Stored items =>
···
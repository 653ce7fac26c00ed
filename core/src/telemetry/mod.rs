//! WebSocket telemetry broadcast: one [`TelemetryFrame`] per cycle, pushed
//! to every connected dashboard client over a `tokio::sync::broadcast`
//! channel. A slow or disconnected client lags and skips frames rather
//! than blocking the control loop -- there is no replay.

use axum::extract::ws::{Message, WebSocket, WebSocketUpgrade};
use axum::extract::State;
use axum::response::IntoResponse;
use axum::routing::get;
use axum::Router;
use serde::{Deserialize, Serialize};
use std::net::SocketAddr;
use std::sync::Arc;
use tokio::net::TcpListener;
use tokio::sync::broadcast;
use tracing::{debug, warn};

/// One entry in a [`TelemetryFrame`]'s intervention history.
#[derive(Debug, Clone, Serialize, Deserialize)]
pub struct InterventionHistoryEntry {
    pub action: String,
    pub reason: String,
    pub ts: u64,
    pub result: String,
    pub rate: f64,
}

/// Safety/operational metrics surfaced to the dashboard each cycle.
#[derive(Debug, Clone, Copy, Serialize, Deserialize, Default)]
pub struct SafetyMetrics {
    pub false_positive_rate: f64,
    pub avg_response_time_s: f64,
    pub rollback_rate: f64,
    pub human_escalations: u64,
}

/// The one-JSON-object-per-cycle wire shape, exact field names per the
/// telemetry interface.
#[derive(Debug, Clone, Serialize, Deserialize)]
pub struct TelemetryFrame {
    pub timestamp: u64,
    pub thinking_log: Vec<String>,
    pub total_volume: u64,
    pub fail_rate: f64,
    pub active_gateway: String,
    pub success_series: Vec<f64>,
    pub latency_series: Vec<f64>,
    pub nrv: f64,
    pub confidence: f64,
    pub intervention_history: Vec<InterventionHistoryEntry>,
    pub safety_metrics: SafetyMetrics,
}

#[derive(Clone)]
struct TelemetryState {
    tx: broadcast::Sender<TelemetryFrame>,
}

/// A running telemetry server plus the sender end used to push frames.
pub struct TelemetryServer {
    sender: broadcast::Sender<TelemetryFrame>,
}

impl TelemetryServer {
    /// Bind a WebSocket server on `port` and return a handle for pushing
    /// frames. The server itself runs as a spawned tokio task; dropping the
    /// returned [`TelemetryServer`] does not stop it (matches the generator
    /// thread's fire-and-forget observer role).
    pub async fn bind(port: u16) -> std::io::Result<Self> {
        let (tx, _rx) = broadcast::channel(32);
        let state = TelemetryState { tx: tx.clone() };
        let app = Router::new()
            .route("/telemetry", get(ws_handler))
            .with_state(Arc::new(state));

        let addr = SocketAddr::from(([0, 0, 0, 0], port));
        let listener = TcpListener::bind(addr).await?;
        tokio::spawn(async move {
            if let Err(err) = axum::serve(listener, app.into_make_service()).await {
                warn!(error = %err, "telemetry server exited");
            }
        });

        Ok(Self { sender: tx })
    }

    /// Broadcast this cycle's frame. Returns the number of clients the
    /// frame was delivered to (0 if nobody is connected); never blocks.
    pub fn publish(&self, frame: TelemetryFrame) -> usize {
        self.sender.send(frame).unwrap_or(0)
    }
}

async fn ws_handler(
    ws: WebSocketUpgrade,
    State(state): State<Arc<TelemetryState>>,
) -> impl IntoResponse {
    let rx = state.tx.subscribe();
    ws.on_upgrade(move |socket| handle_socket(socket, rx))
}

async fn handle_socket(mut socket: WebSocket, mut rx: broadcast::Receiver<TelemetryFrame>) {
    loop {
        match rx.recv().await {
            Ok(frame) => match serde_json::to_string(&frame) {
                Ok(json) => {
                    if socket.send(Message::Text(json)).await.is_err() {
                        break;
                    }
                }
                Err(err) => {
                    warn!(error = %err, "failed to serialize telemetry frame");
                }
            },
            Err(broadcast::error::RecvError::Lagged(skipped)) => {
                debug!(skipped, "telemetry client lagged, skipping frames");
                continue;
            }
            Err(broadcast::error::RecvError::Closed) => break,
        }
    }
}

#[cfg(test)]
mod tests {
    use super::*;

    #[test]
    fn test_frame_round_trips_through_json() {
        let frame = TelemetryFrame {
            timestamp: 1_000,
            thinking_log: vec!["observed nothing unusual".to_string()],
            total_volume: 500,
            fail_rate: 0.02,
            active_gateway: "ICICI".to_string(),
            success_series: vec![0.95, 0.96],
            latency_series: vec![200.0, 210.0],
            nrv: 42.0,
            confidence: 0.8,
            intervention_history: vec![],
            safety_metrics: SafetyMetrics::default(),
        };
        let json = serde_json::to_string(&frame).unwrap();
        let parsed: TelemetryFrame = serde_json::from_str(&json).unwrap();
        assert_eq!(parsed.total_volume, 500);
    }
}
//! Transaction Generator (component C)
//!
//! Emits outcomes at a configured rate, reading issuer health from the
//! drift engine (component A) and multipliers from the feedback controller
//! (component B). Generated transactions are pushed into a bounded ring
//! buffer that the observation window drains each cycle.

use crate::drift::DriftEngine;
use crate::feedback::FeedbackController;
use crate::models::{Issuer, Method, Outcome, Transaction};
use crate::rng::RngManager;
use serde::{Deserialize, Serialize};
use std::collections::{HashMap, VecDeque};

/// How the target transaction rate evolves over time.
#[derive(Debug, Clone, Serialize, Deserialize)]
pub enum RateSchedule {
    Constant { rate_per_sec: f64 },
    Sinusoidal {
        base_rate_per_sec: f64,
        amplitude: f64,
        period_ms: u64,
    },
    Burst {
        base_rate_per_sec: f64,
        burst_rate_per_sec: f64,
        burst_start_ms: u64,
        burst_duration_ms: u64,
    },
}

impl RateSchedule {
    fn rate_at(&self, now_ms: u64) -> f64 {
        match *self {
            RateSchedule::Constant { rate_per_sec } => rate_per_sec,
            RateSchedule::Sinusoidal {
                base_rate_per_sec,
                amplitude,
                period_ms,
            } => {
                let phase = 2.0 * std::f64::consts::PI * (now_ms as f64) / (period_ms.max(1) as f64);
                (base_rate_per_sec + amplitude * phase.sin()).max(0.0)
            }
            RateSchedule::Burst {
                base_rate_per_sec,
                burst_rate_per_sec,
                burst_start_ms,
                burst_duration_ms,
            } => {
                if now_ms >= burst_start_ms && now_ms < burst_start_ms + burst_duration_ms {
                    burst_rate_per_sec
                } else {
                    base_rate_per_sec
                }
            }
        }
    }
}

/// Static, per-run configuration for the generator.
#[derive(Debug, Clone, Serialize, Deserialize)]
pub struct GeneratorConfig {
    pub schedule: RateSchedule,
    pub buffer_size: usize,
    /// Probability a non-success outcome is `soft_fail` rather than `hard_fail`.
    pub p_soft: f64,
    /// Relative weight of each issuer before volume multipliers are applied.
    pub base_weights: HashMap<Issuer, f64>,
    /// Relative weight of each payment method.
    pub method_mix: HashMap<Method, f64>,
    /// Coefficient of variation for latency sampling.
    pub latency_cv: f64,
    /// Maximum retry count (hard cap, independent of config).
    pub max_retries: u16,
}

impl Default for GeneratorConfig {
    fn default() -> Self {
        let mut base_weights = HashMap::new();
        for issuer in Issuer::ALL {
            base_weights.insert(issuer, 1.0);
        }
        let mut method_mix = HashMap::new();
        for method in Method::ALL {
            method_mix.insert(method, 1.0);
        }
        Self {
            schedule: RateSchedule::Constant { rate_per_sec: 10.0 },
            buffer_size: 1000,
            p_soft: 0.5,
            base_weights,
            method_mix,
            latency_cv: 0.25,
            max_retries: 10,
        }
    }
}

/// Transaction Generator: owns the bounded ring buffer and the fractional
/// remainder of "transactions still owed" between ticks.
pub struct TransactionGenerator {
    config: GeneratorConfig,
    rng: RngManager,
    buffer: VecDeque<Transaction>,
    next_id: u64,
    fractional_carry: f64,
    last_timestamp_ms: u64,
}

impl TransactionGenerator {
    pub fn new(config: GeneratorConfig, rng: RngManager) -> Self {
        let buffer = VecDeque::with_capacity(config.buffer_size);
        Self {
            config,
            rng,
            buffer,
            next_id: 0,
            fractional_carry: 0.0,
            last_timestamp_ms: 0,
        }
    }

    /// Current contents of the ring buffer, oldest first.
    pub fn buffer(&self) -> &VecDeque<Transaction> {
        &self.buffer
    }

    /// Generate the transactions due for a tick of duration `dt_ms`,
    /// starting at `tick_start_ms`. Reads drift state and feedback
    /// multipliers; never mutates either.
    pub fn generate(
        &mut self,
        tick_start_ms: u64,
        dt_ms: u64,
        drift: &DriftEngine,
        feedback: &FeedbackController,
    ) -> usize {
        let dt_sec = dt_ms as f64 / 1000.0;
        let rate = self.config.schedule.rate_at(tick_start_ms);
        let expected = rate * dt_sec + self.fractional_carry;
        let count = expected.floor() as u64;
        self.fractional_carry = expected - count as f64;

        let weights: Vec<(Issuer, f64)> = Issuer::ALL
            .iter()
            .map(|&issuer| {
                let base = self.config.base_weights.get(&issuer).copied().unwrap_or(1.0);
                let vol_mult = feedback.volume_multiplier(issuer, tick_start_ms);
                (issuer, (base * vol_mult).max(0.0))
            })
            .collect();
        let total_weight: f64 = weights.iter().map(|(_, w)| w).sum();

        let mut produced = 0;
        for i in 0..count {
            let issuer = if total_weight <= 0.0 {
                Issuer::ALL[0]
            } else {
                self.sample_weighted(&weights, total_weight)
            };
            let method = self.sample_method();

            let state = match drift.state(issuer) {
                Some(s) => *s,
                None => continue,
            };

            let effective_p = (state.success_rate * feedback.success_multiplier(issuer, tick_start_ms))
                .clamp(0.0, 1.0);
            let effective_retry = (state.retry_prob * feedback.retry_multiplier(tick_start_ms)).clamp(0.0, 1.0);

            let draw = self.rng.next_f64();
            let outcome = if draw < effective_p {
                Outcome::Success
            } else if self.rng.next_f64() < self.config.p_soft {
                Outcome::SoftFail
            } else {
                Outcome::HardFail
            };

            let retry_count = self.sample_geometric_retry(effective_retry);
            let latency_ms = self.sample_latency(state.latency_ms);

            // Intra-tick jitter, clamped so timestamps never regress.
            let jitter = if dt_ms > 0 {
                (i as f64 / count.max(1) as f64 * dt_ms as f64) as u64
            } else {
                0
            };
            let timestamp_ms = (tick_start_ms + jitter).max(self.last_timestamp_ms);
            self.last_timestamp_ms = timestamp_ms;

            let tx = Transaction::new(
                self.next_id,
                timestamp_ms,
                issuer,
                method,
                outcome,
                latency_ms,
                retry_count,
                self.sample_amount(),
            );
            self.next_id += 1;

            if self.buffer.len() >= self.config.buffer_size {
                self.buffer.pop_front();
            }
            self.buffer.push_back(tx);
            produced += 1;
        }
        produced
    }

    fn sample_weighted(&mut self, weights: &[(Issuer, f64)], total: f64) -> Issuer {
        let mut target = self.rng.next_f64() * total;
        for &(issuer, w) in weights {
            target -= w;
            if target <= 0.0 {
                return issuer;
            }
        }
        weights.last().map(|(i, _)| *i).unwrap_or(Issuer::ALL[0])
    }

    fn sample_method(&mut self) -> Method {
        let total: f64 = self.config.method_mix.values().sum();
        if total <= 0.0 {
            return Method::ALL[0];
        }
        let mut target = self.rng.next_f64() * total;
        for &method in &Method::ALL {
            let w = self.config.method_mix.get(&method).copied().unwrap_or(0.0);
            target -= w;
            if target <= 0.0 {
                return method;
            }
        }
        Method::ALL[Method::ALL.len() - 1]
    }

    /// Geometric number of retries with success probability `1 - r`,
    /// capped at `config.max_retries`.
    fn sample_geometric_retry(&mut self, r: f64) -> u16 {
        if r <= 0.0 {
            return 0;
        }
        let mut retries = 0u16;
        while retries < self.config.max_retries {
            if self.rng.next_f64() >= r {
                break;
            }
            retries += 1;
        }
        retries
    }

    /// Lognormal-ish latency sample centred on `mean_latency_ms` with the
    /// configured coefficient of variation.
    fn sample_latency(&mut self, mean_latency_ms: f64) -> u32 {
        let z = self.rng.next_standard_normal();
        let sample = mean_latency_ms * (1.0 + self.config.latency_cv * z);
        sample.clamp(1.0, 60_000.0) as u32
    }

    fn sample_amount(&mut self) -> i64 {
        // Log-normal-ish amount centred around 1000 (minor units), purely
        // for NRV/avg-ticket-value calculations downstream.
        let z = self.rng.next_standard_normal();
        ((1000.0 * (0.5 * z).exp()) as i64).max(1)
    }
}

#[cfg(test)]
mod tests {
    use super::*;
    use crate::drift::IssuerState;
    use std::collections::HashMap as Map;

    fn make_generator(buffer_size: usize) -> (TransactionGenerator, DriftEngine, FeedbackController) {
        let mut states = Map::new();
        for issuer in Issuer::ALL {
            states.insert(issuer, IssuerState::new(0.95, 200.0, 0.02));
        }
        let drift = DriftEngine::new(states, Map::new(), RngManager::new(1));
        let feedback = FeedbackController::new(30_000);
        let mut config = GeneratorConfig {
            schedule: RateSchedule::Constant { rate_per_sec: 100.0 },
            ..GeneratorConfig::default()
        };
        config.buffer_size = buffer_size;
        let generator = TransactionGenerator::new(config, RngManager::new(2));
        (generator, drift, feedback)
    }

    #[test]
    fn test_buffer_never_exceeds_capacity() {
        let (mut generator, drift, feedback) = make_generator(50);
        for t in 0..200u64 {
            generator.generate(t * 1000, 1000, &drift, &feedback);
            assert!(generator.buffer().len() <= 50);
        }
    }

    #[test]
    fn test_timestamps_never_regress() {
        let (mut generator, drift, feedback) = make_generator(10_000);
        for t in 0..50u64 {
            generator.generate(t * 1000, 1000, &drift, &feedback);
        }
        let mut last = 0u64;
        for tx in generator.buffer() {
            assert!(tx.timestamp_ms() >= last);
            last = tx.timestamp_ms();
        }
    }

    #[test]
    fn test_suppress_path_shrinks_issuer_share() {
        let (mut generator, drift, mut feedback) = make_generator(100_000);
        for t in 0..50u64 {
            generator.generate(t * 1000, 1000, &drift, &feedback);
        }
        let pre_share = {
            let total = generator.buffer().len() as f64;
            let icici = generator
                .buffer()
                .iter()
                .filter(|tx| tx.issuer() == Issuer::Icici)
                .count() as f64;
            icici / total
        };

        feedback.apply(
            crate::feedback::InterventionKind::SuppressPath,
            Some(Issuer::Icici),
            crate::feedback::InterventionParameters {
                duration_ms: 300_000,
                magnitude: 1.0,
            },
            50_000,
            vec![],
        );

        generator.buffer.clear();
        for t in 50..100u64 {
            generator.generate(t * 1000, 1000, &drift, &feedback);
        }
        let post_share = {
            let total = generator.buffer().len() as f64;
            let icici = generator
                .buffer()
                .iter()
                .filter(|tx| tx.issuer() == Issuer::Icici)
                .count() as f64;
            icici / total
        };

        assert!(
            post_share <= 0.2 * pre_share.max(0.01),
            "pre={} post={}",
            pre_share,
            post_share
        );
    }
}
···
DIRECTIONS FOR THIS TASK => Show the lines of the records that include the string "SafetyMetrics".

RESULT FOR THIS TASK =>
pub struct SafetyMetrics {
    pub safety_metrics: SafetyMetrics,
            safety_metrics: SafetyMetrics::default(),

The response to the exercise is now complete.